Credits Text: Samar Yazbek September 23 2011

I will steal into the murderers’ sleep and ask them: Did you see their eyes when the bullets hit their breasts and foreheads? Did you see, before Damascus’ sky darkened to their eyes, the rift in the weave of life where we may glimpse a way out? The murderers here in Damascus will soon fall asleep and we are left with our deathlike worries. Death is a window we open up to our questions.

Damascus is like any other city. At night it is even more beautiful, like a woman after a lovers’ meeting. But tonight the city holds on to its dark blue so that we can distinguish the eyes of the murderers as they spread out on the streets under the cloak of darkness. Those who hide on the rooftops and behind the houses to sit and shoot are cowardly killers. How can a murderer ever be regarded as brave; he is already devoid of morality.

From my house I head towards the city squares and mosques.
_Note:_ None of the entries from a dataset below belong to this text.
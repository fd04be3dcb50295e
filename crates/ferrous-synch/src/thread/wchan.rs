use super::SplGuard;
use crate::types::{ProcessorId, WaitChannelId};
use log::trace;

/// Queue of threads blocked on one synchronization object.
///
/// Each primitive owns its channel; the channel's id is the only key the
/// platform ever sees. A channel belongs to the processor it was made on.
#[derive(Debug)]
pub struct WaitChannel {
    id: WaitChannelId,
    processor: ProcessorId,
}

impl WaitChannel {
    pub fn new(processor: ProcessorId) -> Self {
        Self {
            id: WaitChannelId::allocate(),
            processor,
        }
    }

    pub fn id(&self) -> WaitChannelId {
        self.id
    }

    pub fn processor(&self) -> ProcessorId {
        self.processor
    }

    /// Block the guard's thread until this channel is woken.
    ///
    /// Taking the guard mutably keeps every `IntrCell` borrow made under it
    /// from living across the sleep.
    pub fn sleep(&self, spl: &mut SplGuard<'_>) {
        spl.assert_on(self.processor, self.id);
        let cx = spl.context();
        assert!(
            !cx.in_interrupt(),
            "{} tried to sleep on {} in an interrupt handler",
            cx.handle(),
            self.id
        );

        trace!("{} sleeping on {}", cx.handle(), self.id);
        cx.platform().thread_sleep(cx.handle(), self.id);
        trace!("{} resumed from {}", cx.handle(), self.id);
    }

    /// Wake every thread sleeping on this channel.
    pub fn wakeup(&self, spl: &SplGuard<'_>) -> usize {
        spl.assert_on(self.processor, self.id);
        let woken = spl.context().platform().thread_wakeup(self.id);
        if woken > 0 {
            trace!("{} woke {} thread(s)", self.id, woken);
        }
        woken
    }

    pub fn has_sleepers(&self, spl: &SplGuard<'_>) -> bool {
        spl.assert_on(self.processor, self.id);
        spl.context().platform().thread_hassleepers(self.id)
    }
}
//! Synchronization primitives for the Ferrous kernel: semaphores, locks and
//! condition variables for a single processor.
//!
//! Raising the interrupt level is the only source of atomicity and sleeping
//! on a wait channel the only way to block. The rest of the kernel (thread
//! switching, the sleep queues, interrupt control, the heap) is reached
//! through [`Platform`]; [`Uniprocessor`] provides one on host threads.

pub mod error;
pub mod memory;
pub mod platform;
pub mod sync;
pub mod synchtest;
pub mod thread;
pub mod types;

pub use error::KernelError;
pub use memory::KernelHeap;
pub use platform::{Ipl, Platform};
pub use sync::{Cv, Lock, Semaphore};
pub use thread::uniproc::{Uniprocessor, UniprocessorConfig};
pub use thread::{SplGuard, ThreadContext};
pub use types::{ProcessorId, ThreadHandle, WaitChannelId};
It is noon. I have a compulsion to see the city—street by street, square by square. I only trust my own eyes. This morning even Truth is like an idiot who knows nothing about the art of love. He walks ahead of me cracking jokes. How will one ever be able to talk again of truth when people have to hide in their homes? The squares are empty. Perhaps it is a holiday.

The many patrols of the security forces spread around the streets where I am walking along. Cars roam to and fro. Fast and slowly. Big vehicles full of policemen and men with helmets in military uniforms are dispersed around the market squares and at all the major crossroads; even in places that are in no way suitable for demonstrations.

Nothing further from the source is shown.